This project aims to predict diabetes based on data obtained from a questionnaire available on Kaggle.com.
The processes involved in this project include:
- Data loading
- EDA (Exploratory Data Analysis)
- Feature Engineering
- Feature selection
- Feature creation
- Feature transformation
- Column transformer
- Model definition using:
- KNN
- SVM
- Decision Tree
- Random Forest
- Gradient Boost
- Model training
- Model evaluation
- EDA Results: The majority of the population falls into the Healthy Weight and Overweight categories. The Healthy Weight category tends to have better GenHlth (General Health), MentHlth (Mental Health), and PhysHlth (Physical Health) scores compared to other categories, especially Obesity Class 3, which has the lowest health scores. Additionally, as age increases, individuals in the Healthy Weight category tend to maintain better general health, while those in the Obesity Class 3 category tend to experience a decline in general health.

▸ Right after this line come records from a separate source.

//! CRUD operations for [`Capsule`] records.

use chrono::{DateTime, SecondsFormat, Utc};
use rusqlite::params;
use uuid::Uuid;

use crate::database::Database;
use crate::error::{Result, StoreError};
use crate::models::Capsule;

impl Database {
    // ------------------------------------------------------------------
    // Create
    // ------------------------------------------------------------------

    /// Insert a new capsule.
    pub fn create_capsule(&self, capsule: &Capsule) -> Result<()> {
        self.conn().execute(
            "INSERT INTO capsules
                 (id, owner_uid, title, description, open_at, image_urls,
                  participants, is_opened, notify_sent, created_at, updated_at)
             VALUES (?1, ?2, ?3, ?4, ?5, ?6, ?7, ?8, ?9, ?10, ?11)",
            params![
                capsule.id.to_string(),
                capsule.owner_uid,
                capsule.title,
                capsule.description,
                to_stored_ts(&capsule.open_at),
                serde_json::to_string(&capsule.image_urls)?,
                serde_json::to_string(&capsule.participants)?,
                capsule.is_opened,
                capsule.notify_sent,
                to_stored_ts(&capsule.created_at),
                to_stored_ts(&capsule.updated_at),
            ],
        )?;
        Ok(())
    }

    // ------------------------------------------------------------------
    // Read
    // ------------------------------------------------------------------

    /// Fetch a single capsule by UUID.
    pub fn get_capsule(&self, id: Uuid) -> Result<Capsule> {
        self.conn()
            .query_row(
                &format!("SELECT {COLUMNS} FROM capsules WHERE id = ?1"),
                params![id.to_string()],
                row_to_capsule,
            )
            .map_err(|e| match e {
                rusqlite::Error::QueryReturnedNoRows => StoreError::NotFound,
                other => StoreError::Sqlite(other),
            })
    }

    /// List all capsules owned by `owner_uid`, most recent first.
    ///
    /// Capsules where the uid is only a participant are not returned.
    pub fn list_capsules_for_owner(&self, owner_uid: &str) -> Result<Vec<Capsule>> {
        let mut stmt = self.conn().prepare(&format!(
            "SELECT {COLUMNS} FROM capsules
             WHERE owner_uid = ?1
             ORDER BY created_at DESC"
        ))?;

        let rows = stmt.query_map(params![owner_uid], row_to_capsule)?;

        let mut capsules = Vec::new();
        for row in rows {
            capsules.push(row?);
        }
        Ok(capsules)
    }

    // ------------------------------------------------------------------
    // Update
    // ------------------------------------------------------------------

    /// Write back every mutable column of an existing capsule.
    ///
    /// `id`, `owner_uid` and `created_at` are deliberately not part of the
    /// SET clause, so the row keeps its identity even if the caller mangled
    /// those fields in memory.
    pub fn replace_capsule(&self, capsule: &Capsule) -> Result<()> {
        let affected = self.conn().execute(
            "UPDATE capsules SET
                 title = ?2, description = ?3, open_at = ?4, image_urls = ?5,
                 participants = ?6, is_opened = ?7, notify_sent = ?8,
                 updated_at = ?9
             WHERE id = ?1",
            params![
                capsule.id.to_string(),
                capsule.title,
                capsule.description,
                to_stored_ts(&capsule.open_at),
                serde_json::to_string(&capsule.image_urls)?,
                serde_json::to_string(&capsule.participants)?,
                capsule.is_opened,
                capsule.notify_sent,
                to_stored_ts(&capsule.updated_at),
            ],
        )?;

        if affected == 0 {
            return Err(StoreError::NotFound);
        }
        Ok(())
    }

    // ------------------------------------------------------------------
    // Delete
    // ------------------------------------------------------------------

    /// Hard-delete a capsule by UUID.  Returns `true` if a row was deleted.
    pub fn delete_capsule(&self, id: Uuid) -> Result<bool> {
        let affected = self
            .conn()
            .execute("DELETE FROM capsules WHERE id = ?1", params![id.to_string()])?;
        Ok(affected > 0)
    }
}

// ---------------------------------------------------------------------------
// Helpers
// ---------------------------------------------------------------------------

const COLUMNS: &str = "id, owner_uid, title, description, open_at, image_urls, \
                       participants, is_opened, notify_sent, created_at, updated_at";

/// Fixed-width RFC 3339 so lexicographic column order matches chronological
/// order in `ORDER BY created_at DESC`.
fn to_stored_ts(ts: &DateTime<Utc>) -> String {
    ts.to_rfc3339_opts(SecondsFormat::Micros, true)
}

fn parse_stored_ts(idx: usize, raw: &str) -> rusqlite::Result<DateTime<Utc>> {
    DateTime::parse_from_rfc3339(raw)
        .map(|dt| dt.with_timezone(&Utc))
        .map_err(|e| {
            rusqlite::Error::FromSqlConversionFailure(idx, rusqlite::types::Type::Text, Box::new(e))
        })
}

fn parse_json_column<T: serde::de::DeserializeOwned>(
    idx: usize,
    raw: &str,
) -> rusqlite::Result<T> {
    serde_json::from_str(raw).map_err(|e| {
        rusqlite::Error::FromSqlConversionFailure(idx, rusqlite::types::Type::Text, Box::new(e))
    })
}

/// Map a `rusqlite::Row` to a [`Capsule`].
fn row_to_capsule(row: &rusqlite::Row<'_>) -> rusqlite::Result<Capsule> {
    let id_str: String = row.get(0)?;
    let owner_uid: String = row.get(1)?;
    let title: String = row.get(2)?;
    let description: String = row.get(3)?;
    let open_at_str: String = row.get(4)?;
    let image_urls_str: String = row.get(5)?;
    let participants_str: String = row.get(6)?;
    let is_opened: bool = row.get(7)?;
    let notify_sent: bool = row.get(8)?;
    let created_str: String = row.get(9)?;
    let updated_str: String = row.get(10)?;

    let id = Uuid::parse_str(&id_str).map_err(|e| {
        rusqlite::Error::FromSqlConversionFailure(0, rusqlite::types::Type::Text, Box::new(e))
    })?;

    Ok(Capsule {
        id,
        owner_uid,
        title,
        description,
        open_at: parse_stored_ts(4, &open_at_str)?,
        image_urls: parse_json_column(5, &image_urls_str)?,
        participants: parse_json_column(6, &participants_str)?,
        is_opened,
        notify_sent,
        created_at: parse_stored_ts(9, &created_str)?,
        updated_at: parse_stored_ts(10, &updated_str)?,
    })
}

#[cfg(test)]
mod tests {
    use super::*;
    use chrono::{Duration, TimeZone};
    use tempfile::TempDir;

    fn test_db() -> (Database, TempDir) {
        let dir = TempDir::new().unwrap();
        let db = Database::open_at(&dir.path().join("test.db")).unwrap();
        (db, dir)
    }

    // Whole-second base so in-memory values survive the microsecond-precision
    // storage round trip unchanged.
    fn base_time() -> DateTime<Utc> {
        Utc.with_ymd_and_hms(2026, 8, 27, 12, 0, 0).unwrap()
    }

    fn sample_capsule(owner: &str, created_at: DateTime<Utc>) -> Capsule {
        Capsule {
            id: Uuid::new_v4(),
            owner_uid: owner.to_string(),
            title: "Trip".to_string(),
            description: "Photos from the trip".to_string(),
            open_at: created_at + Duration::days(365),
            image_urls: vec!["http://localhost:8080/media/a.jpg".to_string()],
            participants: vec!["bob@example.com".to_string()],
            is_opened: false,
            notify_sent: false,
            created_at,
            updated_at: created_at,
        }
    }

    #[test]
    fn create_and_get_round_trip() {
        let (db, _dir) = test_db();
        let capsule = sample_capsule("alice", base_time());

        db.create_capsule(&capsule).unwrap();
        let fetched = db.get_capsule(capsule.id).unwrap();

        assert_eq!(fetched.id, capsule.id);
        assert_eq!(fetched.owner_uid, "alice");
        assert_eq!(fetched.image_urls, capsule.image_urls);
        assert_eq!(fetched.participants, capsule.participants);
        assert!(!fetched.is_opened);
    }

    #[test]
    fn get_missing_is_not_found() {
        let (db, _dir) = test_db();
        assert!(matches!(
            db.get_capsule(Uuid::new_v4()),
            Err(StoreError::NotFound)
        ));
    }

    #[test]
    fn list_scopes_to_owner_and_orders_desc() {
        let (db, _dir) = test_db();
        let base = base_time();

        let older = sample_capsule("alice", base - Duration::seconds(10));
        let newer = sample_capsule("alice", base);
        let other = sample_capsule("carol", base);

        db.create_capsule(&older).unwrap();
        db.create_capsule(&newer).unwrap();
        db.create_capsule(&other).unwrap();

        let listed = db.list_capsules_for_owner("alice").unwrap();
        assert_eq!(listed.len(), 2);
        assert_eq!(listed[0].id, newer.id);
        assert_eq!(listed[1].id, older.id);
    }

    #[test]
    fn list_excludes_participant_only_capsules() {
        let (db, _dir) = test_db();
        let mut capsule = sample_capsule("alice", base_time());
        capsule.participants = vec!["bob".to_string()];
        db.create_capsule(&capsule).unwrap();

        assert!(db.list_capsules_for_owner("bob").unwrap().is_empty());
    }

    #[test]
    fn replace_updates_mutable_fields() {
        let (db, _dir) = test_db();
        let mut capsule = sample_capsule("alice", base_time());
        db.create_capsule(&capsule).unwrap();

        capsule.title = "Trip 2030".to_string();
        capsule
            .image_urls
            .push("http://localhost:8080/media/b.jpg".to_string());
        capsule.updated_at = base_time() + Duration::seconds(1);
        db.replace_capsule(&capsule).unwrap();

        let fetched = db.get_capsule(capsule.id).unwrap();
        assert_eq!(fetched.title, "Trip 2030");
        assert_eq!(fetched.image_urls.len(), 2);
        assert_eq!(fetched.owner_uid, "alice");
        assert_eq!(fetched.created_at, capsule.created_at);
    }

    #[test]
    fn replace_missing_is_not_found() {
        let (db, _dir) = test_db();
        let capsule = sample_capsule("alice", base_time());
        assert!(matches!(
            db.replace_capsule(&capsule),
            Err(StoreError::NotFound)
        ));
    }

    #[test]
    fn delete_reports_whether_row_existed() {
        let (db, _dir) = test_db();
        let capsule = sample_capsule("alice", base_time());
        db.create_capsule(&capsule).unwrap();

        assert!(db.delete_capsule(capsule.id).unwrap());
        assert!(!db.delete_capsule(capsule.id).unwrap());
        assert!(matches!(
            db.get_capsule(capsule.id),
            Err(StoreError::NotFound)
        ));
    }
}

- Model Evaluation Results: The KNN model performed better than the other models, and the baseline KNN model outperformed the KNN with hyperparameters.
- Data Imbalance: There is an imbalance in the data, leading to an F1 Score below 80. This is due to a higher number of non-diabetic cases compared to prediabetic or diabetic cases, causing the predictions to skew towards non-diabetic outcomes.